4 Electric Power Stocks To Keep A Tab On Amid Rising Demand

The prospects of the Zacks Utility – Electric Power industry look better in 2022 as demand for utility services from the Commercial and Industrial (C&I) group is picking up on the vaccination drive and resumption of economic activities. Per the U.S. Energy Information Administration (EIA), electricity sales to residential, commercial and industrial groups have improved in 2021 from the year-ago levels. The trend will likely continue next year as well.  The National Oceanic and Atmospheric Administration’s climate prediction center forecasts below-normal temperatures along portions of the northern tier of the United States while warmer-than-average conditions are most likely across South United States and much of the country’s eastern region.  The expected less favorable winter weather in some regions can lower demand and profitability in the near term.
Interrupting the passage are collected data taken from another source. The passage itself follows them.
impl PduSessionModificationReject {
    /// Create a new PDU Session Modification Reject
    pub fn new(cause: SmCause) -> Self {
        Self {
            sm_cause: Ie5gSmCause::new(cause),
            ..Default::default()
        }
    }

    /// Decode from bytes (after the header has been parsed)
    pub fn decode<B: Buf>(buf: &mut B, policy: DecodePolicy) -> CodecResult<Self> {
        let sm_cause = Ie5gSmCause::decode(buf)?;
        let mut msg = Self {
            sm_cause,
            ..Default::default()
        };

        while buf.remaining() > 0 {
            let iei = get_u8(buf)?;

            if iei & 0x80 != 0 {
                skip_unknown_ie(
                    buf,
                    SmMessageType::PduSessionModificationReject.into(),
                    iei,
                    policy,
                )?;
                continue;
            }

            match iei {
                modification_result_iei::BACK_OFF_TIMER_VALUE => {
                    msg.back_off_timer = Some(IeGprsTimer3::decode(buf)?);
                }
                modification_result_iei::EXTENDED_PCO => {
                    msg.extended_pco = Some(IeExtendedPco::decode(buf)?);
                }
                _ => skip_unknown_ie(
                    buf,
                    SmMessageType::PduSessionModificationReject.into(),
                    iei,
                    policy,
                )?,
            }
        }

        Ok(msg)
    }

    /// Encode to bytes (body only, header written by the caller)
    pub fn encode<B: BufMut>(&self, buf: &mut B) -> CodecResult<()> {
        self.sm_cause.encode(buf);

        if let Some(timer) = &self.back_off_timer {
            buf.put_u8(modification_result_iei::BACK_OFF_TIMER_VALUE);
            timer.encode(buf);
        }
        if let Some(pco) = &self.extended_pco {
            buf.put_u8(modification_result_iei::EXTENDED_PCO);
            pco.encode(buf)?;
        }
        Ok(())
    }

    /// Get the message type
    pub fn message_type() -> SmMessageType {
        SmMessageType::PduSessionModificationReject
    }
}

// ============================================================================
// PDU Session Modification Command (3GPP TS 24.501 Section 8.3.9)
// ============================================================================

/// PDU Session Modification Command message (network to UE)
#[derive(Debug, Clone, PartialEq, Eq, Default)]
pub struct PduSessionModificationCommand {
    /// 5GSM cause (optional, IEI 0x59)
    pub sm_cause: Option<SmCause>,
    /// Session AMBR (optional, IEI 0x2A)
    pub session_ambr: Option<IeSessionAmbr>,
    /// Authorized QoS rules (optional, IEI 0x7A)
    pub authorized_qos_rules: Option<IeQosRules>,
    /// Authorized QoS flow descriptions (optional, IEI 0x79)
    pub authorized_qos_flow_descriptions: Option<IeQosFlowDescriptions>,
    /// Extended PCO (optional, IEI 0x7B)
    pub extended_pco: Option<IeExtendedPco>,
}

impl PduSessionModificationCommand {
    /// Create a new PDU Session Modification Command
    pub fn new() -> Self {
        Self::default()
    }

    /// Decode from bytes (after the header has been parsed)
    pub fn decode<B: Buf>(buf: &mut B, policy: DecodePolicy) -> CodecResult<Self> {
        let mut msg = Self::default();

        while buf.remaining() > 0 {
            let iei = get_u8(buf)?;

            if iei & 0x80 != 0 {
                skip_unknown_ie(
                    buf,
                    SmMessageType::PduSessionModificationCommand.into(),
                    iei,
                    policy,
                )?;
                continue;
            }

            match iei {
                modification_command_iei::SM_CAUSE => {
                    msg.sm_cause = Some(Ie5gSmCause::decode(buf)?.value);
                }
                modification_command_iei::SESSION_AMBR => {
                    msg.session_ambr = Some(IeSessionAmbr::decode(buf)?);
                }
                modification_command_iei::QOS_RULES => {
                    msg.authorized_qos_rules = Some(IeQosRules::decode(buf)?);
                }
                modification_command_iei::QOS_FLOW_DESCRIPTIONS => {
                    msg.authorized_qos_flow_descriptions =
                        Some(IeQosFlowDescriptions::decode(buf)?);
                }
                modification_command_iei::EXTENDED_PCO => {
                    msg.extended_pco = Some(IeExtendedPco::decode(buf)?);
                }
                _ => skip_unknown_ie(
                    buf,
                    SmMessageType::PduSessionModificationCommand.into(),
                    iei,
                    policy,
                )?,
            }
        }

        Ok(msg)
    }

    /// Encode to bytes (body only, header written by the caller)
    pub fn encode<B: BufMut>(&self, buf: &mut B) -> CodecResult<()> {
        if let Some(cause) = self.sm_cause {
            buf.put_u8(modification_command_iei::SM_CAUSE);
            Ie5gSmCause::new(cause).encode(buf);
        }
        if let Some(ambr) = &self.session_ambr {
            buf.put_u8(modification_command_iei::SESSION_AMBR);
            ambr.encode(buf);
        }
        if let Some(rules) = &self.authorized_qos_rules {
            buf.put_u8(modification_command_iei::QOS_RULES);
            rules.encode(buf)?;
        }
        if let Some(flows) = &self.authorized_qos_flow_descriptions {
            buf.put_u8(modification_command_iei::QOS_FLOW_DESCRIPTIONS);
            flows.encode(buf)?;
        }
        if let Some(pco) = &self.extended_pco {
            buf.put_u8(modification_command_iei::EXTENDED_PCO);
            pco.encode(buf)?;
        }
        Ok(())
    }

    /// Get the message type
    pub fn message_type() -> SmMessageType {
        SmMessageType::PduSessionModificationCommand
    }
}

// ============================================================================
// PDU Session Modification Complete (3GPP TS 24.501 Section 8.3.10)
// ============================================================================

/// PDU Session Modification Complete message (UE to network)
#[derive(Debug, Clone, PartialEq, Eq, Default)]
pub struct PduSessionModificationComplete {
    /// Extended PCO (optional, IEI 0x7B)
    pub extended_pco: Option<IeExtendedPco>,
}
brown electric post under blue sky during daytime

Photo by Sigmund on Unsplash

Utilities operating in the United States are taking measures to strengthen their infrastructure. They have worked toward increasing operational resilience, lowering expenses and investing consistently to boost infrastructure and offer services more efficiently. NextEra Energy (NEE - Free Report) , with large renewable operations and well-chalked out capital investment to strengthen infrastructure,  offers an excellent opportunity to stay invested in the utility space. Other utilities that are worth holding in your portfolio include Duke Energy Corporation (DUK - Free Report) , Dominion Energy (D - Free Report) and Alliant Energy (LNT - Free Report) .

About The Industry

The Utility – Electric Power industry involves the process of generation, transmission, distribution, storage and sale of electricity to residential, commercial and industrial customers.  A substantial portion of utilities’ earnings is generated from regulated operations. Unless there is any major weather variation or unprecedented incidents, such as the coronavirus pandemic, demand for the services provided by utilities remains more or less steady, regardless of economic cycles. A clear transition is evident in this industry with more companies declaring zero-emission goals on their own. Research and development over the years have resulted in a substantial decline in the cost of setting up utility-scale power projects based on renewable energy sources. This is helping utilities to replace coal from their generation portfolio.